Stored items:
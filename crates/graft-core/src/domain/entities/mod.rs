pub mod action;
pub mod blueprint;
pub mod common;

pub use crate::domain::DomainError;
pub use action::{Action, ActionKind};
pub use blueprint::Blueprint;
pub use common::{FileState, RelativePath};
//! Application ports (traits) for external dependencies.
//!
//! In hexagonal architecture, ports define interfaces that the application
//! needs from the outside world. Adapters in `graft-adapters` implement these.
//!
//! ## Port Types
//!
//! - **Driven (Output) Ports**: Called by application, implemented by infrastructure
//!   - `DiskIo`: Raw file reads and writes
//!   - `ProcessRunner`: External command execution
//!
//! - **Driving (Input) Ports**: Called by external world, implemented by application
//!   - (Defined in CLI layer, implemented by the executor)

pub mod output;

pub use output::{CommandOutput, CommandRequest, DiskIo, ProcessRunner};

Problem details:
Only lines holding the word "common" are wanted, so copy each of them from the records above.

Solution to this problem:
pub mod common;
pub use common::{FileState, RelativePath};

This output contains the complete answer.